* [Problem details] When a line in the entries below contains "const", tally it; give the tally with nothing added.

* [Extracted data]
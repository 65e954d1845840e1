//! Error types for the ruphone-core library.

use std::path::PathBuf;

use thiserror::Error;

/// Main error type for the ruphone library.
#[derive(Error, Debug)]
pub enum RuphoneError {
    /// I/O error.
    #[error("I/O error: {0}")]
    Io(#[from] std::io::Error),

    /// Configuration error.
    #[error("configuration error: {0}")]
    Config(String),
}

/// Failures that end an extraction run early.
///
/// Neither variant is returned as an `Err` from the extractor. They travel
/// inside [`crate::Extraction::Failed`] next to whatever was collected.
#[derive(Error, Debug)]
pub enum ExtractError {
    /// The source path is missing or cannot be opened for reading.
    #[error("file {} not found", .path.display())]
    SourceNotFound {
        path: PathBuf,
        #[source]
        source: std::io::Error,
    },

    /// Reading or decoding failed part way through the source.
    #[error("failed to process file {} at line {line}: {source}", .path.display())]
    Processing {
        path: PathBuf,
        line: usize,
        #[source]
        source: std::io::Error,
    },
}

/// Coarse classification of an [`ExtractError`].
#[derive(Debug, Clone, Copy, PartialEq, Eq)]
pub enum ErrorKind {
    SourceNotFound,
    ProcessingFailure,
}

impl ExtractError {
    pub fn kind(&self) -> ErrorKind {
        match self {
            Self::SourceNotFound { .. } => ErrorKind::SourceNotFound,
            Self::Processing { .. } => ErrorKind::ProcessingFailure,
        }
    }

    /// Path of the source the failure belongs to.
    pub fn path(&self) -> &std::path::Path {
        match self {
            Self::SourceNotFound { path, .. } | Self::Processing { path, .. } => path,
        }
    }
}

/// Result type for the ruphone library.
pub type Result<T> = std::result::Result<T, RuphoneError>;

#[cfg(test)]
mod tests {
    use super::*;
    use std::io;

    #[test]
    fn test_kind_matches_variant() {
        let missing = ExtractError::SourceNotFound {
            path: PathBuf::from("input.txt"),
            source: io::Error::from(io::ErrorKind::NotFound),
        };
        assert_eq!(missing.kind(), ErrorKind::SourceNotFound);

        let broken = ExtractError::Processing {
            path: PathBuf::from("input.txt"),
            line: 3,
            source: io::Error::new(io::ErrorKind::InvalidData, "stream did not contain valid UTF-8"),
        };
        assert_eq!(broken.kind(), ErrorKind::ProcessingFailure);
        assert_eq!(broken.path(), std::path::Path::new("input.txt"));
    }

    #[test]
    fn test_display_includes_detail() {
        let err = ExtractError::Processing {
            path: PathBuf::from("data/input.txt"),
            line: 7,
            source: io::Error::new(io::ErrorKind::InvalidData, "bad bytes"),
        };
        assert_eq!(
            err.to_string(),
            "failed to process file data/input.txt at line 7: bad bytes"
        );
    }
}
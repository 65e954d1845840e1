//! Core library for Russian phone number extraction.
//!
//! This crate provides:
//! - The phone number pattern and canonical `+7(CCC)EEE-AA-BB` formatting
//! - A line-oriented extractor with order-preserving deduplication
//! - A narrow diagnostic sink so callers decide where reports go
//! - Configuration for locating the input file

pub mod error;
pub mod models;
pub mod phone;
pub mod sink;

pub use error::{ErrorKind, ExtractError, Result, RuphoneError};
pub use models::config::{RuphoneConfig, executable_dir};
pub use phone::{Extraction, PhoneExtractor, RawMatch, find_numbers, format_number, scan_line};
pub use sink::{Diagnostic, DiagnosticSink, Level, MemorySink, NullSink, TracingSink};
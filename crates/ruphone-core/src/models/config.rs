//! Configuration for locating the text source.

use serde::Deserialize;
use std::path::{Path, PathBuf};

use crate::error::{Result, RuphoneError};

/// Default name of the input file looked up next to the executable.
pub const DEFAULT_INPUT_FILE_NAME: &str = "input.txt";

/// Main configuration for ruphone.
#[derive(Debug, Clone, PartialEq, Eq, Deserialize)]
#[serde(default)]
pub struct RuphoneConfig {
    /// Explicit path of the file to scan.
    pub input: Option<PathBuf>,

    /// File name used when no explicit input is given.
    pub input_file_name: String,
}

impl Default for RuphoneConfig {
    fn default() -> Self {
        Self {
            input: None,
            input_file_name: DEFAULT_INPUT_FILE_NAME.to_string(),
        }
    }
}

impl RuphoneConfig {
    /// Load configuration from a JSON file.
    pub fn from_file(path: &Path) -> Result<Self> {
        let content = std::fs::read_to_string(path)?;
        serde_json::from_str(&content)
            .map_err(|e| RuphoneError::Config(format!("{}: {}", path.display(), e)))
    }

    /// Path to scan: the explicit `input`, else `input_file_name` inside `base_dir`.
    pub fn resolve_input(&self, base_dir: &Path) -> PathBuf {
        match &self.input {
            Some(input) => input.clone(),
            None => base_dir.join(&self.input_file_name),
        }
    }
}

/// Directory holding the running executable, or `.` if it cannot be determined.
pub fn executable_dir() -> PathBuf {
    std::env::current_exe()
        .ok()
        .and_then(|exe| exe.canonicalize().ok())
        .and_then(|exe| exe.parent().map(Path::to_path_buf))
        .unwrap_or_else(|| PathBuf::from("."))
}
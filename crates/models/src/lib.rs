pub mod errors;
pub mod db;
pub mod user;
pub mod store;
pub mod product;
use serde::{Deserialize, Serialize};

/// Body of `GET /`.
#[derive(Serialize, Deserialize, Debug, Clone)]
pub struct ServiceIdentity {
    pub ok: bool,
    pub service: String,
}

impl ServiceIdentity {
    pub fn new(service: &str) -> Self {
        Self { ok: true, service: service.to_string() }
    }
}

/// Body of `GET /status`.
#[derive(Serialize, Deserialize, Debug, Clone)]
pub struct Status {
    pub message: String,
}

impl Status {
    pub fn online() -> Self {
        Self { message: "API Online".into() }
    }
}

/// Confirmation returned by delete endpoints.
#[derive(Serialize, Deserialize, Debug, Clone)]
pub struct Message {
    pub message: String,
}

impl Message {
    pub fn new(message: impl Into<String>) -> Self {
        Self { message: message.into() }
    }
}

* * *

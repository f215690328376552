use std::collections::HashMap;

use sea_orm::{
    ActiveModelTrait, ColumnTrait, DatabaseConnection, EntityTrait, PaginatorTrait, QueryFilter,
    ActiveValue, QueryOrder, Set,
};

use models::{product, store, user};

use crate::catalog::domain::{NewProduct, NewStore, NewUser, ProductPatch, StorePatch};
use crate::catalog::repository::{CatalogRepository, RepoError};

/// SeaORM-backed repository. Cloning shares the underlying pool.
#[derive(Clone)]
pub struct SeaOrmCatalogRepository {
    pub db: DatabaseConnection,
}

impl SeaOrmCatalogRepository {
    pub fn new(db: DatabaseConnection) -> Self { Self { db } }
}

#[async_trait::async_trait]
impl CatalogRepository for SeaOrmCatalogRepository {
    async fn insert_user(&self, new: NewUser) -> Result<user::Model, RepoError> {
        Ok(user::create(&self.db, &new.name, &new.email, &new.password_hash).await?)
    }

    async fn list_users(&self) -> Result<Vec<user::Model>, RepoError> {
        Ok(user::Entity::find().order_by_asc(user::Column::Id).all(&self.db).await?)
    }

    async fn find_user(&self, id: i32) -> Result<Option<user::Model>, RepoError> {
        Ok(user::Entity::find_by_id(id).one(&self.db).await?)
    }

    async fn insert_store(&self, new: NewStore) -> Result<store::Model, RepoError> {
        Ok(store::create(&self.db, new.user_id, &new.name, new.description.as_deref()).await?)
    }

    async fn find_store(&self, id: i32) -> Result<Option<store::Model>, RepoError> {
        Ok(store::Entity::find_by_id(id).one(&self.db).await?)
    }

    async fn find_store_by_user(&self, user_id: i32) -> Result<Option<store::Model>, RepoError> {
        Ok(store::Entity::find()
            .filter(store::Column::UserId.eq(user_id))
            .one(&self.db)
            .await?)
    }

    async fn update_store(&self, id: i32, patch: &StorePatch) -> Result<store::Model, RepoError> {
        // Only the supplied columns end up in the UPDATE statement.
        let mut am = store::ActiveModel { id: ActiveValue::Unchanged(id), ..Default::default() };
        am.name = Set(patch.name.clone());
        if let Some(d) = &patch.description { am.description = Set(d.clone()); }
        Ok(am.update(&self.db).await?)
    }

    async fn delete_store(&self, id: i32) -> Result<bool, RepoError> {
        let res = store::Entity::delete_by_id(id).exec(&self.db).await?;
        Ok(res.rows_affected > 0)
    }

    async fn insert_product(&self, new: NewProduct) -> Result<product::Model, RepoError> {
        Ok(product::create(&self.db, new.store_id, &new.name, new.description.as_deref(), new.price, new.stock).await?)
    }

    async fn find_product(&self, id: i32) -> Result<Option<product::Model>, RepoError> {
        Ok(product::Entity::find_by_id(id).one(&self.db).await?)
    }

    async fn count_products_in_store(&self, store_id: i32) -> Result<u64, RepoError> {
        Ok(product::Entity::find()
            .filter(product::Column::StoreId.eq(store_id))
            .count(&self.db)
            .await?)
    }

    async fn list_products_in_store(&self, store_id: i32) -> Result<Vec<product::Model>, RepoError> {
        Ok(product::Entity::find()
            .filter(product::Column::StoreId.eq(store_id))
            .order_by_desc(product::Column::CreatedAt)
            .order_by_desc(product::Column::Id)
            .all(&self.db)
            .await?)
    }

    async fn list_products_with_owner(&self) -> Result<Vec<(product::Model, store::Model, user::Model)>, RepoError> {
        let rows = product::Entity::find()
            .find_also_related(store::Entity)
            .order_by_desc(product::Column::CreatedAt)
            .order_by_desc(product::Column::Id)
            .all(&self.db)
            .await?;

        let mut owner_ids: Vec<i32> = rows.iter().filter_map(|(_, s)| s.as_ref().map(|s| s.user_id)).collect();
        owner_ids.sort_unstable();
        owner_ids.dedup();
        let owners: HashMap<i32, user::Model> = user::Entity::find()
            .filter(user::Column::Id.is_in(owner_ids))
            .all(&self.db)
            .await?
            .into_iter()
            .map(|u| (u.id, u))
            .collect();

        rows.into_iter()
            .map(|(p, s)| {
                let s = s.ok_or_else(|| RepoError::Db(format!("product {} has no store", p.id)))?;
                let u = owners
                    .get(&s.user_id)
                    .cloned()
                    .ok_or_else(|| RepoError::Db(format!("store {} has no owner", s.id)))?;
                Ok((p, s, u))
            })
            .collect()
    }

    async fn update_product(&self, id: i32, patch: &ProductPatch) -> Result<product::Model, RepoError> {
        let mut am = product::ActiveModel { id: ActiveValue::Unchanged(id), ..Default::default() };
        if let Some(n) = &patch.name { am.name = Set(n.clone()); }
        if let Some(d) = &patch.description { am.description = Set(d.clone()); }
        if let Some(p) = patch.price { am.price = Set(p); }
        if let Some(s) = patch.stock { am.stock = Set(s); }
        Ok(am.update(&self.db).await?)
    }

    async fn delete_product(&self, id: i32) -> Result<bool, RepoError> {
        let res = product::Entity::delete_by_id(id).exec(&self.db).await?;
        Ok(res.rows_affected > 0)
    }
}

---

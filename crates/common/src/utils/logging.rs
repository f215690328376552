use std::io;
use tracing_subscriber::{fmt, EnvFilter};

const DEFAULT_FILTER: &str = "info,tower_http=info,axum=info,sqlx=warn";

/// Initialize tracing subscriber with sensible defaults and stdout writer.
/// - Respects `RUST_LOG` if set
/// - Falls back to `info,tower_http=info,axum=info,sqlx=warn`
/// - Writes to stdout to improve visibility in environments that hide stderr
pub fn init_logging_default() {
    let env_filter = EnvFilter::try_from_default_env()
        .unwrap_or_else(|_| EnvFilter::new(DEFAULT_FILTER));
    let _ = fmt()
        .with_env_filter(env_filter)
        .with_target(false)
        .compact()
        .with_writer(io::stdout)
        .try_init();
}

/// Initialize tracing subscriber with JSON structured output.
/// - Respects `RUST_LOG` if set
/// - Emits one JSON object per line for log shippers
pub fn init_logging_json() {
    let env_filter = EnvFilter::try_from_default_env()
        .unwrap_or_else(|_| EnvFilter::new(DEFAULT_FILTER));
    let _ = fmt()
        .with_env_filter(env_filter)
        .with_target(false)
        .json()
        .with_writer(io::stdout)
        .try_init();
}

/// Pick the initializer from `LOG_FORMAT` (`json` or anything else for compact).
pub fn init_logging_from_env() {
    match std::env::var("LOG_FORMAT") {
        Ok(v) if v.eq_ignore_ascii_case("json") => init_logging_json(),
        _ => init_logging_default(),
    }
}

* [Exercise solution] 2